Partisan Supreme Court Decides America’s Access to Health Care

MARCH 28, 2012

SCOTUS: All Is Not Lost

The 17th Chief Justice of the United States, John G. Roberts

I have hearing what all the pundits and analysts say about the what the SCOTUS telegraphed with their questions yesterday.  I am not convinced.  It could be that they were being proper judges or devils-advocate.

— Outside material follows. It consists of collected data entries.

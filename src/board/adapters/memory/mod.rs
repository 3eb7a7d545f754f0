//! In-memory adapter implementations for testing.
//!
//! These adapters provide simple, thread-safe implementations suitable for
//! unit and behaviour testing without a document database. The task store
//! keeps documents in their flat record shape so encode and decode paths
//! stay exercised.

mod directory;
mod history;
mod record;
mod store;

pub use directory::{InMemoryMemberDirectory, InMemoryServiceDirectory};
pub use history::InMemoryHistoryStore;
pub use record::{RecordDecodeError, TaskRecord};
pub use store::InMemoryTaskStore;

With their unpopular decisions of Bush vs Gore that Schiavo case, perhaps the Supreme Court wants to redeem itself with the wisdom of court decisions of yore.  I never shall forget how they owe their power in government thanks to the aggressive activism of Chief Justice Marshall who “assumed” the awesome the lofty power of our highest court.  The SCOTUS certainly knows how large the healthcare industry figures in our economy.  Doctors, medicine and hospitals cost too much.  President Obama’s legislation, affectionately known as “Obama,” is the first comprehensive legislation to fix this crisis that has garnered enough votes to pass Congress.  Why shoot the law down for something akin to semantics?  The human body is an imperfect machine. That is the human condition.  Sooner or later we make our way to the doctor or hospital for medical care.  People can go a lifetime without broccoli!  Some people are great and some have greatness thrust upon them.  I challenge the Supreme Court to uphold the Patient Protection and Affordable Care Act.